With a recent explosion in popularity, “hybrid” dogs have become the latest canine sensation. These trendy designer mutts, with neologic names like Labradoodle, Schnoodle, Puggle, Chug, Cadoodle, Foodle, and Malti-poo, have won over many hearts. Traditional breeders, however, see the hybrid trend as a threat to the well-being of all dogs, be they purebred or not. What’s the truth?


What Exactly is a Hybrid Dog?

When purebred dogs mate, the resulting offspring is not technically a hybrid, as is a mule. The resulting puppy is instead a crossbreed, not a hybrid. Nevertheless, the use of the term “hybrid” to describe the intentional crossing of two established breeds seems to have caught on.

How do these designer dogs differ from the average shelter mutt? The answer depends more on intent and timing than on actual biology.  A “mongrel,” or mixed breed dog usually results from the unintentional crossing of two purebred dogs, or a purebred and a mixed breed, or from the pairing of two mixed breeds. Hybrids, however, result when a breeder purposely crosses two different breeds with the intent of producing unique offspring with specific beneficial qualities.  

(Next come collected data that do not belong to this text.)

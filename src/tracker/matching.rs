//! Matching face detections to tracked identities.

use chrono::{DateTime, Utc};
use ndarray::{Array1, Array2};
use tracing::debug;

use crate::config::{DistanceMetric, TrackerConfig, WeightingConfig};
use crate::error::TrackingError;
use crate::identity::{Identity, IdentityStore, Sample};
use crate::tracker::detection::{Detection, DetectionKind, FaceObservation};

impl DistanceMetric {
    /// Distance between two embeddings. Mismatched lengths are infinitely far
    /// apart.
    pub fn distance(&self, a: &Array1<f32>, b: &Array1<f32>) -> f32 {
        if a.len() != b.len() || a.is_empty() {
            return f32::INFINITY;
        }
        match self {
            Self::Euclidean => a
                .iter()
                .zip(b.iter())
                .map(|(x, y)| (x - y) * (x - y))
                .sum::<f32>()
                .sqrt(),
            Self::Cosine => {
                let norm_a = a.dot(a).sqrt();
                let norm_b = b.dot(b).sqrt();
                if norm_a == 0.0 || norm_b == 0.0 {
                    return 1.0;
                }
                1.0 - a.dot(b) / (norm_a * norm_b)
            }
        }
    }
}

/// Adjusts a raw embedding distance by how well sampled the identity is.
///
/// Implementations must be monotonic in `distance`: a closer raw distance
/// never produces a larger adjusted one for the same `sample_count`.
pub trait SampleWeighting: Send + Sync {
    fn adjust(&self, distance: f32, sample_count: u64) -> f32;
}

/// Step weighting: a flat bonus for well-sampled identities and a flat
/// penalty for sparsely sampled ones.
#[derive(Debug, Clone, PartialEq)]
pub struct StepWeighting {
    config: WeightingConfig,
}

impl StepWeighting {
    pub fn new(config: WeightingConfig) -> Self {
        Self { config }
    }
}

impl SampleWeighting for StepWeighting {
    fn adjust(&self, distance: f32, sample_count: u64) -> f32 {
        if sample_count >= self.config.bonus_min_samples {
            distance * self.config.bonus_factor
        } else if sample_count <= self.config.penalty_max_samples {
            distance * self.config.penalty_factor
        } else {
            distance
        }
    }
}

/// Leaves distances untouched.
#[derive(Debug, Clone, Copy, Default)]
pub struct NoWeighting;

impl SampleWeighting for NoWeighting {
    fn adjust(&self, distance: f32, _sample_count: u64) -> f32 {
        distance
    }
}

/// Decision for one face detection in one frame.
#[derive(Debug, Clone, PartialEq)]
pub enum Assignment {
    /// Confident match to an existing identity.
    Matched { id: u64, distance: f32 },
    /// Close to an identity but not close enough; routed to candidates.
    Ambiguous { nearest: u64, distance: f32 },
    /// Far from every identity; seeds or joins a candidate cluster.
    Novel,
}

impl Assignment {
    pub fn matched_id(&self) -> Option<u64> {
        match self {
            Self::Matched { id, .. } => Some(*id),
            _ => None,
        }
    }
}

/// Assignment of every valid face detection of a frame, index-aligned with
/// the detections passed to [`Matcher::assign`].
#[derive(Debug, Clone, Default, PartialEq)]
pub struct FrameAssignment {
    pub assignments: Vec<Assignment>,
}

impl FrameAssignment {
    pub fn matched_ids(&self) -> impl Iterator<Item = u64> + '_ {
        self.assignments.iter().filter_map(Assignment::matched_id)
    }

    /// Indices of detections routed to candidate clustering.
    pub fn unmatched(&self) -> impl Iterator<Item = usize> + '_ {
        self.assignments
            .iter()
            .enumerate()
            .filter(|(_, assignment)| assignment.matched_id().is_none())
            .map(|(index, _)| index)
    }
}

/// Weighted nearest-neighbour matcher over identity representatives.
pub struct Matcher {
    match_threshold: f32,
    candidate_threshold: f32,
    embedding_dim: usize,
    metric: DistanceMetric,
    weighting: Box<dyn SampleWeighting>,
}

impl Matcher {
    pub fn new(config: &TrackerConfig) -> Self {
        Self::with_weighting(config, StepWeighting::new(config.weighting.clone()))
    }

    pub fn with_weighting(
        config: &TrackerConfig,
        weighting: impl SampleWeighting + 'static,
    ) -> Self {
        Self {
            match_threshold: config.match_threshold,
            candidate_threshold: config.candidate_threshold,
            embedding_dim: config.embedding_dim,
            metric: config.metric,
            weighting: Box::new(weighting),
        }
    }

    pub fn metric(&self) -> DistanceMetric {
        self.metric
    }

    pub fn match_threshold(&self) -> f32 {
        self.match_threshold
    }

    /// Extract a usable face observation, or `None` for anything malformed:
    /// a non-face detection, a missing embedding, the wrong dimensionality,
    /// non-finite components or an all-zero vector.
    pub(crate) fn observe(&self, detection: &Detection) -> Option<FaceObservation> {
        if detection.kind != DetectionKind::Face {
            return None;
        }
        let embedding = detection.embedding.as_ref()?;
        if embedding.len() != self.embedding_dim {
            debug!(
                got = embedding.len(),
                expected = self.embedding_dim,
                "Dropping face detection with wrong embedding size"
            );
            return None;
        }
        if !embedding.iter().all(|v| v.is_finite()) || embedding.iter().all(|v| *v == 0.0) {
            debug!("Dropping face detection with degenerate embedding");
            return None;
        }
        Some(FaceObservation {
            bbox: detection.bbox,
            embedding: embedding.clone(),
        })
    }

    /// Raw distance to the identity's representative, adjusted by its
    /// sample count.
    pub fn adjusted_distance(&self, embedding: &Array1<f32>, identity: &Identity) -> f32 {
        let raw = self.metric.distance(embedding, identity.representative());
        self.weighting.adjust(raw, identity.sample_count())
    }

    /// Assign each face to at most one identity, each identity to at most one
    /// face.
    ///
    /// Resolution is greedy over (distance, identity id, detection index):
    /// the closest pair wins and the loser falls through to its next best
    /// remaining identity. Not globally optimal, but deterministic.
    pub(crate) fn assign(
        &self,
        faces: &[FaceObservation],
        store: &IdentityStore,
    ) -> FrameAssignment {
        let identities: Vec<&Identity> = store.matchable().collect();
        let keys: Vec<u64> = identities.iter().map(|identity| identity.id()).collect();

        let mut cost = Array2::from_elem((faces.len(), identities.len()), f32::INFINITY);
        for (i, face) in faces.iter().enumerate() {
            for (j, identity) in identities.iter().enumerate() {
                cost[[i, j]] = self.adjusted_distance(&face.embedding, identity);
            }
        }

        let row_to_col = greedy_assign(&cost, &keys, self.match_threshold);
        let mut taken = vec![false; keys.len()];
        for col in row_to_col.iter().flatten() {
            taken[*col] = true;
        }

        let assignments = row_to_col
            .iter()
            .enumerate()
            .map(|(i, matched)| match matched {
                Some(j) => Assignment::Matched {
                    id: keys[*j],
                    distance: cost[[i, *j]],
                },
                None => {
                    let nearest = (0..keys.len())
                        .filter(|j| !taken[*j])
                        .min_by(|a, b| {
                            cost[[i, *a]]
                                .total_cmp(&cost[[i, *b]])
                                .then(keys[*a].cmp(&keys[*b]))
                        });
                    match nearest {
                        Some(j) if cost[[i, j]] < self.candidate_threshold => {
                            Assignment::Ambiguous {
                                nearest: keys[j],
                                distance: cost[[i, j]],
                            }
                        }
                        _ => Assignment::Novel,
                    }
                }
            })
            .collect();

        FrameAssignment { assignments }
    }

    /// Append every matched embedding to its identity and mark it visible.
    pub(crate) fn absorb(
        &self,
        store: &mut IdentityStore,
        faces: &[FaceObservation],
        assignment: &FrameAssignment,
        now: DateTime<Utc>,
    ) -> Result<(), TrackingError> {
        for (face, decision) in faces.iter().zip(&assignment.assignments) {
            if let Assignment::Matched { id, distance } = decision {
                let sample = Sample::new(face.embedding.clone(), now);
                store.observe(*id, sample, face.bbox, *distance)?;
            }
        }
        Ok(())
    }
}

/// Greedy one-to-one assignment of rows to columns.
///
/// Only pairs with cost strictly below `threshold` are considered. Pairs are
/// taken in ascending (cost, column key, row) order.
pub(crate) fn greedy_assign(
    cost: &Array2<f32>,
    col_keys: &[u64],
    threshold: f32,
) -> Vec<Option<usize>> {
    let (rows, cols) = cost.dim();

    let mut pairs: Vec<(f32, u64, usize, usize)> = cost
        .indexed_iter()
        .filter(|(_, c)| **c < threshold)
        .map(|((i, j), c)| (*c, col_keys[j], i, j))
        .collect();
    pairs.sort_by(|a, b| {
        a.0.total_cmp(&b.0)
            .then(a.1.cmp(&b.1))
            .then(a.2.cmp(&b.2))
    });

    let mut row_to_col = vec![None; rows];
    let mut col_used = vec![false; cols];
    for (_, _, i, j) in pairs {
        if row_to_col[i].is_none() && !col_used[j] {
            row_to_col[i] = Some(j);
            col_used[j] = true;
        }
    }
    row_to_col
}

#[cfg(test)]
mod tests {
    use super::*;
    use crate::tracker::rect::Rect;
    use approx::assert_relative_eq;
    use chrono::TimeZone;
    use ndarray::array;

    fn config() -> TrackerConfig {
        TrackerConfig {
            embedding_dim: 2,
            ..TrackerConfig::default()
        }
    }

    fn t0() -> DateTime<Utc> {
        Utc.timestamp_opt(1_700_000_000, 0).unwrap()
    }

    fn face(x: f32, y: f32) -> FaceObservation {
        FaceObservation {
            bbox: Rect::new(0.0, 0.0, 10.0, 10.0),
            embedding: array![x, y],
        }
    }

    fn store_with(points: &[(f32, f32, u64)]) -> IdentityStore {
        let mut store = IdentityStore::new(10, 2);
        for (x, y, count) in points {
            store
                .create(
                    vec![Sample::new(array![*x, *y], t0())],
                    *count,
                    Rect::new(0.0, 0.0, 10.0, 10.0),
                    t0(),
                )
                .unwrap();
        }
        store
    }

    #[test]
    fn test_euclidean_and_cosine() {
        let a = array![1.0, 0.0];
        let b = array![0.0, 1.0];
        assert_relative_eq!(DistanceMetric::Euclidean.distance(&a, &b), 2f32.sqrt());
        assert_relative_eq!(DistanceMetric::Cosine.distance(&a, &b), 1.0);
        assert_relative_eq!(DistanceMetric::Cosine.distance(&a, &a), 0.0);
        assert_eq!(DistanceMetric::Euclidean.distance(&a, &array![1.0]), f32::INFINITY);
    }

    #[test]
    fn test_step_weighting() {
        let weighting = StepWeighting::new(WeightingConfig::default());
        assert_relative_eq!(weighting.adjust(0.4, 10), 0.38);
        assert_relative_eq!(weighting.adjust(0.4, 2), 0.4);
        assert_relative_eq!(weighting.adjust(0.4, 1), 0.42);
    }

    #[test]
    fn test_confident_ambiguous_and_novel() {
        let matcher = Matcher::with_weighting(&config(), NoWeighting);
        let store = store_with(&[(0.0, 0.0, 5), (10.0, 0.0, 5)]);
        let faces = [face(0.3, 0.0), face(10.55, 0.0), face(5.0, 5.0)];

        let assignment = matcher.assign(&faces, &store);
        assert_eq!(assignment.assignments[0].matched_id(), Some(1));
        assert!(matches!(
            assignment.assignments[1],
            Assignment::Ambiguous { nearest: 2, .. }
        ));
        assert_eq!(assignment.assignments[2], Assignment::Novel);
        assert_eq!(assignment.unmatched().collect::<Vec<_>>(), vec![1, 2]);
    }

    #[test]
    fn test_closer_detection_wins_and_loser_falls_through() {
        let matcher = Matcher::with_weighting(&config(), NoWeighting);
        let store = store_with(&[(0.0, 0.0, 5), (0.6, 0.0, 5)]);
        // Both detections are closest to identity 1; the second is closer.
        let faces = [face(0.25, 0.0), face(0.1, 0.0)];

        let assignment = matcher.assign(&faces, &store);
        assert_eq!(assignment.assignments[1].matched_id(), Some(1));
        assert_eq!(assignment.assignments[0].matched_id(), Some(2));
    }

    #[test]
    fn test_ties_break_by_lowest_id() {
        let matcher = Matcher::with_weighting(&config(), NoWeighting);
        let store = store_with(&[(1.0, 0.0, 5), (-1.0, 0.0, 5)]);
        let faces = [face(0.0, 0.0)];
        let loose = TrackerConfig {
            match_threshold: 1.5,
            candidate_threshold: 2.0,
            ..config()
        };
        let matcher_loose = Matcher::with_weighting(&loose, NoWeighting);

        assert_eq!(
            matcher_loose.assign(&faces, &store).assignments[0].matched_id(),
            Some(1)
        );
        assert_eq!(matcher.assign(&faces, &store).assignments[0], Assignment::Novel);
    }

    #[test]
    fn test_assignment_independent_of_detection_order() {
        let matcher = Matcher::new(&config());
        let store = store_with(&[(0.0, 0.0, 5), (0.5, 0.0, 1), (3.0, 3.0, 3)]);
        let forward = [face(0.2, 0.0), face(0.3, 0.1), face(3.1, 3.0)];
        let backward = [forward[2].clone(), forward[1].clone(), forward[0].clone()];

        let a = matcher.assign(&forward, &store);
        let b = matcher.assign(&backward, &store);
        let a_ids: Vec<_> = a.assignments.iter().map(Assignment::matched_id).collect();
        let mut b_ids: Vec<_> = b.assignments.iter().map(Assignment::matched_id).collect();
        b_ids.reverse();
        assert_eq!(a_ids, b_ids);
    }

    #[test]
    fn test_sparse_identity_penalty_can_flip_match() {
        let matcher = Matcher::new(&config());
        // A single-sample identity is pushed over the match threshold.
        let store = store_with(&[(0.49, 0.0, 1)]);
        let assignment = matcher.assign(&[face(0.0, 0.0)], &store);
        assert!(matches!(
            assignment.assignments[0],
            Assignment::Ambiguous { nearest: 1, .. }
        ));
    }

    #[test]
    fn test_malformed_detections_rejected() {
        let matcher = Matcher::new(&config());
        let bbox = Rect::new(0.0, 0.0, 10.0, 10.0);

        assert!(matcher.observe(&Detection::face(bbox, array![0.1, 0.2])).is_some());
        assert!(matcher.observe(&Detection::face(bbox, array![0.0, 0.0])).is_none());
        assert!(matcher.observe(&Detection::face(bbox, array![f32::NAN, 0.2])).is_none());
        assert!(matcher.observe(&Detection::face(bbox, array![0.1, 0.2, 0.3])).is_none());
        assert!(matcher.observe(&Detection::body(bbox)).is_none());

        let mut missing = Detection::face(bbox, array![0.1, 0.2]);
        missing.embedding = None;
        assert!(matcher.observe(&missing).is_none());
    }

    #[test]
    fn test_greedy_assign_respects_threshold() {
        let cost = array![[0.1, 0.9], [0.2, 0.95]];
        assert_eq!(greedy_assign(&cost, &[1, 2], 0.5), vec![Some(0), None]);
    }
}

For example, those mating a Labrador retriever to a Standard (or Miniature) Poodle hope to produce a litter of “Labradoodle” puppies with the intelligence, health, and sociability of both breeds, as well as the promise of a non-shedding coat, courtesy of the Poodle bloodline. In practice, some in that first litter will possess the non-shedding quality, while others may keep the Lab’s characteristic shedding coat. That’s just how genetics works. And even if the resulting dog does not shed, it, like all dogs, still produces skin dander and saliva, both of which contain the protein-based allergen. It just does not get distributed as profusely.


The Hybrid Debate

Not surprisingly, the hybrid trend brews controversy. 

Wally Conron is the person credited with breeding the first Australian Labradoodle puppies, back in the late 1980s. His initial motivation: to provide a blind woman with a hypo-allergenic guide dog, as her husband was allergic to pet dander. Famously, Conron has since stated that he regrets starting the trend, and that he “opened a Pandora Box and released a Frankenstein monster.” He says he birthed a demand that “unethical, ruthless” breeders were more than happy to meet. Conron feels that the surging popularity of the Labradoodle has caused an explosion of “puppy mill” breeders, whose desire for profits has resulted in a rash of ill-behaved dogs.


“Famously, Conron has since stated that he regrets starting the trend, and that he ‘opened a Pandora Box and released a Frankenstein monster’.”


Today, prices charged for these designer puppies can cost upwards of $5,000–substantially more than what one might pay for many purebred dogs. They also ask the ethical question: why buy an overpriced designer dog when thousands of needy “hybrid” mutts beg to be adopted at shelters across the country?

Darryl Garmin, a dedicated Australian Labradoodle breeder in Washington state, agrees that the recent rush for Doodle puppies convinced some profiteers that there was easy money to be made there. That, he thinks, does not help the Doodle’s reputation. He also believes that some of the anti-Doodle sentiment comes from those who see the lack of American Kennel Club (AKC) recognition as a sign that his dogs are not an authentic breed.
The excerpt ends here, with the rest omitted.